[Task inputs]
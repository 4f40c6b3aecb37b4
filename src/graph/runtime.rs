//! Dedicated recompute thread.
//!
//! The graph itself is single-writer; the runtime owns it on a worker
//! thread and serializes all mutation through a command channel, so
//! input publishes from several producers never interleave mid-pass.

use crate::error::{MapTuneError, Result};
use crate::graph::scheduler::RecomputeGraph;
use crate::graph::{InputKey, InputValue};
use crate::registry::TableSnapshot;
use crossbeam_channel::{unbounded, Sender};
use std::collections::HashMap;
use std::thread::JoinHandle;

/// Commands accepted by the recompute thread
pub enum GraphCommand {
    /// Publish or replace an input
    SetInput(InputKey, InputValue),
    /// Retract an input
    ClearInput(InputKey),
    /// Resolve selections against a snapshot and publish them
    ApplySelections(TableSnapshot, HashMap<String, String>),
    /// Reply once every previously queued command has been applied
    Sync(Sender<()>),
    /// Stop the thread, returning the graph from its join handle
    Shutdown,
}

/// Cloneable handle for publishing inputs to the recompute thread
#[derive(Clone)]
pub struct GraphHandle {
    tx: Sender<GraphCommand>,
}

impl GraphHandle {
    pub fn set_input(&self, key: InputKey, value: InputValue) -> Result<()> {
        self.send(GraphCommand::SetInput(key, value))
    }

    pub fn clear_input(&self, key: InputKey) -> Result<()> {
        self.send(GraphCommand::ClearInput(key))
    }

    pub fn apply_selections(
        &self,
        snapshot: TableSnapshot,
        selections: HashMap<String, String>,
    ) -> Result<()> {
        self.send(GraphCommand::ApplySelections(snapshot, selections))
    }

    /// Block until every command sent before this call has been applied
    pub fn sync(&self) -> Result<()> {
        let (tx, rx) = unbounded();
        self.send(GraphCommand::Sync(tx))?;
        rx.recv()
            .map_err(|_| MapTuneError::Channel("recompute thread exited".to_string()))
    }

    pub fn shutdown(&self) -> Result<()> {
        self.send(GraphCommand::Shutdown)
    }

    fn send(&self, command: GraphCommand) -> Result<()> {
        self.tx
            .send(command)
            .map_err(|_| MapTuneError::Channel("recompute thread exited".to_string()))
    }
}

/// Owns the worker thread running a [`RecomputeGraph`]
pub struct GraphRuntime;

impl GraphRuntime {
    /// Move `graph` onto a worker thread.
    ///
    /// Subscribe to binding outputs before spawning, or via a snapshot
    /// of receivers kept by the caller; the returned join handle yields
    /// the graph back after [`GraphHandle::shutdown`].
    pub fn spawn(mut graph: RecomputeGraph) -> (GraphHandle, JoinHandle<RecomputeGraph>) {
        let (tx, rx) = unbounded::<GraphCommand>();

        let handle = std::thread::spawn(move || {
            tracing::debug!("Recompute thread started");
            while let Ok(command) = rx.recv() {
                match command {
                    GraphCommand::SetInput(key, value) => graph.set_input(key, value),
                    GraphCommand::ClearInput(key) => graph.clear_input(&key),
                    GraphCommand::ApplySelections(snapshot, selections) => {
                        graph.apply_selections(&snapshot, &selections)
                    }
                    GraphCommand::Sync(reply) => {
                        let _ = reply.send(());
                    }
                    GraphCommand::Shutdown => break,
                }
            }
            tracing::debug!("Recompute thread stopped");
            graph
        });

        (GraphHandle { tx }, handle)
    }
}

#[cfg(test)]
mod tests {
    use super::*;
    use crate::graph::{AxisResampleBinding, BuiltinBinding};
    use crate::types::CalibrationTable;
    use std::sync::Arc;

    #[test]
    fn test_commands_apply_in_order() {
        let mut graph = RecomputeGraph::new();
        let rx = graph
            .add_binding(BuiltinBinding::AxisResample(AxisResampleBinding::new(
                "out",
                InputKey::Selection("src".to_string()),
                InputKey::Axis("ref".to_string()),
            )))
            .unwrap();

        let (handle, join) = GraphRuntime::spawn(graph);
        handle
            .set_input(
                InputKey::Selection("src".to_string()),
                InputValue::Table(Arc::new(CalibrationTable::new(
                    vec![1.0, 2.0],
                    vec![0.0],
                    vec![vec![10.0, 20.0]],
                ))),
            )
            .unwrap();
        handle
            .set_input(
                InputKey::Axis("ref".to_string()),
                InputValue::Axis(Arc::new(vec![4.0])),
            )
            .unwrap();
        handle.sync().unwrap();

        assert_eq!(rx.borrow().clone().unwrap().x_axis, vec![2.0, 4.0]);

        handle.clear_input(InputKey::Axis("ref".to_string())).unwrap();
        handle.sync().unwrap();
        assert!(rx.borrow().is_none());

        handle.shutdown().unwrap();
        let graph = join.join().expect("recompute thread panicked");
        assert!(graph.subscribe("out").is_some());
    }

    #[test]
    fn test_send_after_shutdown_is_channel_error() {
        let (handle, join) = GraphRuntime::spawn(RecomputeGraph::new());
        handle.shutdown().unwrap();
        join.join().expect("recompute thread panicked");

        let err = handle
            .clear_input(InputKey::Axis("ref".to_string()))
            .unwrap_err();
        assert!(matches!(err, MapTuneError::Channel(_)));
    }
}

--

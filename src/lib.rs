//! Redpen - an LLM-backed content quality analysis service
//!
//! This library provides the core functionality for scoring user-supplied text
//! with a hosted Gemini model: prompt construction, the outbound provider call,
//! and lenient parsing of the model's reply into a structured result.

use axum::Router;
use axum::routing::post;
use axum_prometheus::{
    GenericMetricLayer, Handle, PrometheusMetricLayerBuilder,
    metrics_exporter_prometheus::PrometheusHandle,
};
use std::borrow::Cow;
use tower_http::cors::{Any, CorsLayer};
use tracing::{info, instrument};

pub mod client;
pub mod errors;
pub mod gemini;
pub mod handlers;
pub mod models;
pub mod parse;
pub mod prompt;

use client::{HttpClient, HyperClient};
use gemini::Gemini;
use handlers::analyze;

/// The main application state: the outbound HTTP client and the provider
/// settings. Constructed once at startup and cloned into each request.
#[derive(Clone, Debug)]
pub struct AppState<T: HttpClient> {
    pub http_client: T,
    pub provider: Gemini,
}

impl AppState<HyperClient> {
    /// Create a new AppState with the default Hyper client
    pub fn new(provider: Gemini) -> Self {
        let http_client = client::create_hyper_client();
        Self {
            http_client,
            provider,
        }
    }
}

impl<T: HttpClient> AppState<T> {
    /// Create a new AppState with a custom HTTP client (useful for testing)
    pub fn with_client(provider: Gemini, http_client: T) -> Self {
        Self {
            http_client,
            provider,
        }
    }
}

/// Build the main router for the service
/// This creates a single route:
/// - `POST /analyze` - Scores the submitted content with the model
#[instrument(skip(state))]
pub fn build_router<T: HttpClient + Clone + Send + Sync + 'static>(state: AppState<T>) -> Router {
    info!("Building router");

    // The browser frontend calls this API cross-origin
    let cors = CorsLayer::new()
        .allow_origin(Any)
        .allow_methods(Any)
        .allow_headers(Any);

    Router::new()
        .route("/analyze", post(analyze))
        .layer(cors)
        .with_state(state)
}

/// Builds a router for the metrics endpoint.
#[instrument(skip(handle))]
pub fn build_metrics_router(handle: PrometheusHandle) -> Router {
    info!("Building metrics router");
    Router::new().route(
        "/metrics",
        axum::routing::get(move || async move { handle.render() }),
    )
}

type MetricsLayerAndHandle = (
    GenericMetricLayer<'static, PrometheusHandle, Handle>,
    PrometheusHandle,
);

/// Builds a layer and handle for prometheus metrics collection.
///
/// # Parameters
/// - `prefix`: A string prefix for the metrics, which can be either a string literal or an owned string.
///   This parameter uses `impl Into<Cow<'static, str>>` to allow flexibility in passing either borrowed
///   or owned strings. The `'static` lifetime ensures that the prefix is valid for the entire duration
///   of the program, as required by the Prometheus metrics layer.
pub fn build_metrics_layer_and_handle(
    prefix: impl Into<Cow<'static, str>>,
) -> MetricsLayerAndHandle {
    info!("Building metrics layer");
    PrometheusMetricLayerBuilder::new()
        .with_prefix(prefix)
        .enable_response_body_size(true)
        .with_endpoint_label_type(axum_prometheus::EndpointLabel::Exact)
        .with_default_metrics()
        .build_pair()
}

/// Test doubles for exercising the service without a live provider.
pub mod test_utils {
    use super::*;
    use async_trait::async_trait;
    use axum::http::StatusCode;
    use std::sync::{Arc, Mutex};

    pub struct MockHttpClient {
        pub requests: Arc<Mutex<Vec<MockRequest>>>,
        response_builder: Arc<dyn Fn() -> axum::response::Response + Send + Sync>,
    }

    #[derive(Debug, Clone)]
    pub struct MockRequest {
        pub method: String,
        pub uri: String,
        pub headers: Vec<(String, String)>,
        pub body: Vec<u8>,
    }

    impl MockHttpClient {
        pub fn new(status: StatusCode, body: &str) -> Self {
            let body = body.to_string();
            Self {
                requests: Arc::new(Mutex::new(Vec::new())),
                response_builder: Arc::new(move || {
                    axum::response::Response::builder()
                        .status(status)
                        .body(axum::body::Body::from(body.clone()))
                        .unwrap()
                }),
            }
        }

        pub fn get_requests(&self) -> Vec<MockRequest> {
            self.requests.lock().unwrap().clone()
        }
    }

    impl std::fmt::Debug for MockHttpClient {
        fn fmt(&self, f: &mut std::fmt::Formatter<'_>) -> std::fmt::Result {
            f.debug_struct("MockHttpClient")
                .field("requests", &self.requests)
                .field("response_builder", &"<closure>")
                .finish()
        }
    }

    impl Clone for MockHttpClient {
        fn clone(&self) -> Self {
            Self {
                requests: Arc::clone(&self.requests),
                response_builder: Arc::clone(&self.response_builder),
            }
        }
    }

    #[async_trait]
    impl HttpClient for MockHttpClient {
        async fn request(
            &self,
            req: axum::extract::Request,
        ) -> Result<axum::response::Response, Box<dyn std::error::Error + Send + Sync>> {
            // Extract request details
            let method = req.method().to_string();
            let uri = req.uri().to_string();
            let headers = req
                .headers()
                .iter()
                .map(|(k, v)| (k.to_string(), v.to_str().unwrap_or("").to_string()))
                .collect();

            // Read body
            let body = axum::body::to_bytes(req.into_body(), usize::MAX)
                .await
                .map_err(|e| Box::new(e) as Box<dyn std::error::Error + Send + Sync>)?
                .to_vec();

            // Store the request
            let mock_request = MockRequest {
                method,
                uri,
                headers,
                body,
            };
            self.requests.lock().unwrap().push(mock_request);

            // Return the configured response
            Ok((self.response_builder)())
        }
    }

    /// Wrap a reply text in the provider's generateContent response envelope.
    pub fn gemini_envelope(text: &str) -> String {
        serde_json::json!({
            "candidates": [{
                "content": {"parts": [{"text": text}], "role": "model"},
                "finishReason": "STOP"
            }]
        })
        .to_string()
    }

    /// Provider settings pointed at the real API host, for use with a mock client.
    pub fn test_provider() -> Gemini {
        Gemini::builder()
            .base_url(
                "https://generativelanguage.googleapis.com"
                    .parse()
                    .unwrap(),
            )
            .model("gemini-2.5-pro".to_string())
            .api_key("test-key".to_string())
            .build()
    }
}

[Task goal] In the data above, find the line with "repository 4f40c6b3aecb37b4" and the line with "never interleave mid-pass.". Retype both, plus every line between them, exactly.

[Response to this task]
repository 4f40c6b3aecb37b4
filename src/graph/runtime.rs
//! Dedicated recompute thread.
//!
//! The graph itself is single-writer; the runtime owns it on a worker
//! thread and serializes all mutation through a command channel, so
//! input publishes from several producers never interleave mid-pass.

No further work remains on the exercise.